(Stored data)

= = =

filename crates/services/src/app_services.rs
use std::sync::Arc;

use storage::repository::Storage;

use crate::Clock;
use crate::course_service::CourseService;
use crate::error::AppServicesError;
use crate::material_service::MaterialService;
use crate::quiz_generation_service::QuizGenerationService;

/// Assembles app-facing services over one storage backend.
#[derive(Clone)]
pub struct AppServices {
    courses: Arc<CourseService>,
    materials: Arc<MaterialService>,
    quiz_generation: Arc<QuizGenerationService>,
}

impl AppServices {
    /// Build services backed by `SQLite` storage.
    ///
    /// # Errors
    ///
    /// Returns `AppServicesError` if storage initialization fails.
    pub async fn new_sqlite(db_url: &str, clock: Clock) -> Result<Self, AppServicesError> {
        let storage = Storage::sqlite(db_url).await?;
        tracing::debug!(db_url, "sqlite storage ready");
        Ok(Self::from_storage(&storage, clock, QuizGenerationService::from_env()))
    }

    /// Build services over an in-memory backend with quiz generation disabled.
    #[must_use]
    pub fn in_memory(clock: Clock) -> Self {
        Self::from_storage(&Storage::in_memory(), clock, QuizGenerationService::new(None))
    }

    #[must_use]
    pub fn from_storage(
        storage: &Storage,
        clock: Clock,
        quiz_generation: QuizGenerationService,
    ) -> Self {
        Self {
            courses: Arc::new(CourseService::new(clock, Arc::clone(&storage.courses))),
            materials: Arc::new(MaterialService::new(clock, Arc::clone(&storage.materials))),
            quiz_generation: Arc::new(quiz_generation),
        }
    }

    #[must_use]
    pub fn courses(&self) -> Arc<CourseService> {
        Arc::clone(&self.courses)
    }

    #[must_use]
    pub fn materials(&self) -> Arc<MaterialService> {
        Arc::clone(&self.materials)
    }

    #[must_use]
    pub fn quiz_generation(&self) -> Arc<QuizGenerationService> {
        Arc::clone(&self.quiz_generation)
    }
}
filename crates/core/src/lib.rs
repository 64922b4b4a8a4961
#![forbid(unsafe_code)]

pub mod model;
pub mod quiz;
pub mod time;

pub use time::Clock;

= = =

● **WHAT THIS TASK INVOLVES**:
Whichever lines of the data include the word "CourseService", pull them out.

● **PROBLEM SOLUTION**:
use crate::course_service::CourseService;
    courses: Arc<CourseService>,
            courses: Arc::new(CourseService::new(clock, Arc::clone(&storage.courses))),
    pub fn courses(&self) -> Arc<CourseService> {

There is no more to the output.